Assignment ▸ Take the listing that follows and copy it precisely.
+++ Source material
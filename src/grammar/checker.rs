//! Grammar checker coordinator
//!
//! This module provides the [`GrammarChecker`] struct, its token cursor and
//! the shared helper methods. The grammar rules themselves live in
//! `statements` and `expressions` as further `impl GrammarChecker` blocks.
//!
//! Rules return nothing. A rule that fails reports a diagnostic and keeps
//! going from the current lookahead, so one pass may report several
//! (possibly cascading) errors.

use crate::diagnostics::{Diagnostic, DiagnosticKind, DiagnosticSink};
use crate::scanner::token::{SourceLocation, Token};
use std::slice;

/// Front-to-back cursor over a token sequence with one token of lookahead.
///
/// Once the tokens are exhausted the lookahead is an end marker, and
/// advancing past it yields the end marker again.
#[derive(Debug, Clone)]
pub struct ParseCursor<'t> {
    remaining: slice::Iter<'t, Token>,
    lookahead: Token,
    end: SourceLocation,
}

impl<'t> ParseCursor<'t> {
    pub fn new(tokens: &'t [Token]) -> Self {
        let end = tokens
            .last()
            .map(Token::end_location)
            .unwrap_or_default();
        let mut cursor = Self {
            remaining: tokens.iter(),
            lookahead: Token::end_marker(end),
            end,
        };
        cursor.advance();
        cursor
    }

    pub fn lookahead(&self) -> &Token {
        &self.lookahead
    }

    /// Move to the next token, or to the end marker
    pub fn advance(&mut self) {
        self.lookahead = match self.remaining.next() {
            Some(token) => token.clone(),
            None => Token::end_marker(self.end),
        };
    }
}

/// Recursive descent checker for `if <expr> then <expr>`
pub struct GrammarChecker<'t, 's> {
    pub(crate) cursor: ParseCursor<'t>,
    pub(crate) sink: &'s mut dyn DiagnosticSink,
}

impl<'t, 's> GrammarChecker<'t, 's> {
    pub fn new(tokens: &'t [Token], sink: &'s mut dyn DiagnosticSink) -> Self {
        Self {
            cursor: ParseCursor::new(tokens),
            sink,
        }
    }

    /// Check `tokens` as a single statement, reporting faults to `sink`.
    ///
    /// The statement rule runs exactly once; tokens left over after it are
    /// not examined.
    pub fn check(tokens: &'t [Token], sink: &'s mut dyn DiagnosticSink) {
        let mut checker = Self::new(tokens, sink);
        checker.statement();
    }

    // ===== Helper methods =====

    pub(crate) fn lookahead(&self) -> &Token {
        self.cursor.lookahead()
    }

    pub(crate) fn advance(&mut self) {
        self.cursor.advance();
    }

    /// Whether the lookahead is the reserved symbol `symbol`
    pub(crate) fn check_symbol(&self, symbol: &str) -> bool {
        self.lookahead().is_reserved(symbol)
    }

    /// Consume `symbol` if it is the lookahead
    pub(crate) fn match_symbol(&mut self, symbol: &str) -> bool {
        if self.check_symbol(symbol) {
            self.advance();
            true
        } else {
            false
        }
    }

    /// Report a fault at the lookahead
    pub(crate) fn error(&mut self, kind: DiagnosticKind) {
        let location = self.lookahead().location;
        self.sink.report(Diagnostic::new(kind, location));
    }
}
++++++
Result of this exercise ▸
filename src/grammar/checker.rs
//! Grammar checker coordinator
//!
//! This module provides the [`GrammarChecker`] struct, its token cursor and
//! the shared helper methods. The grammar rules themselves live in
//! `statements` and `expressions` as further `impl GrammarChecker` blocks.
//!
//! Rules return nothing. A rule that fails reports a diagnostic and keeps
//! going from the current lookahead, so one pass may report several
//! (possibly cascading) errors.

use crate::diagnostics::{Diagnostic, DiagnosticKind, DiagnosticSink};
use crate::scanner::token::{SourceLocation, Token};
use std::slice;

/// Front-to-back cursor over a token sequence with one token of lookahead.
///
/// Once the tokens are exhausted the lookahead is an end marker, and
/// advancing past it yields the end marker again.
#[derive(Debug, Clone)]
pub struct ParseCursor<'t> {
    remaining: slice::Iter<'t, Token>,
    lookahead: Token,
    end: SourceLocation,
}

impl<'t> ParseCursor<'t> {
    pub fn new(tokens: &'t [Token]) -> Self {
        let end = tokens
            .last()
            .map(Token::end_location)
            .unwrap_or_default();
        let mut cursor = Self {
            remaining: tokens.iter(),
            lookahead: Token::end_marker(end),
            end,
        };
        cursor.advance();
        cursor
    }

    pub fn lookahead(&self) -> &Token {
        &self.lookahead
    }

    /// Move to the next token, or to the end marker
    pub fn advance(&mut self) {
        self.lookahead = match self.remaining.next() {
            Some(token) => token.clone(),
            None => Token::end_marker(self.end),
        };
    }
}

/// Recursive descent checker for `if <expr> then <expr>`
pub struct GrammarChecker<'t, 's> {
    pub(crate) cursor: ParseCursor<'t>,
    pub(crate) sink: &'s mut dyn DiagnosticSink,
}

impl<'t, 's> GrammarChecker<'t, 's> {
    pub fn new(tokens: &'t [Token], sink: &'s mut dyn DiagnosticSink) -> Self {
        Self {
            cursor: ParseCursor::new(tokens),
            sink,
        }
    }

    /// Check `tokens` as a single statement, reporting faults to `sink`.
    ///
    /// The statement rule runs exactly once; tokens left over after it are
    /// not examined.
    pub fn check(tokens: &'t [Token], sink: &'s mut dyn DiagnosticSink) {
        let mut checker = Self::new(tokens, sink);
        checker.statement();
    }

    // ===== Helper methods =====

    pub(crate) fn lookahead(&self) -> &Token {
        self.cursor.lookahead()
    }

    pub(crate) fn advance(&mut self) {
        self.cursor.advance();
    }

    /// Whether the lookahead is the reserved symbol `symbol`
    pub(crate) fn check_symbol(&self, symbol: &str) -> bool {
        self.lookahead().is_reserved(symbol)
    }

    /// Consume `symbol` if it is the lookahead
    pub(crate) fn match_symbol(&mut self, symbol: &str) -> bool {
        if self.check_symbol(symbol) {
            self.advance();
            true
        } else {
            false
        }
    }

    /// Report a fault at the lookahead
    pub(crate) fn error(&mut self, kind: DiagnosticKind) {
        let location = self.lookahead().location;
        self.sink.report(Diagnostic::new(kind, location));
    }
}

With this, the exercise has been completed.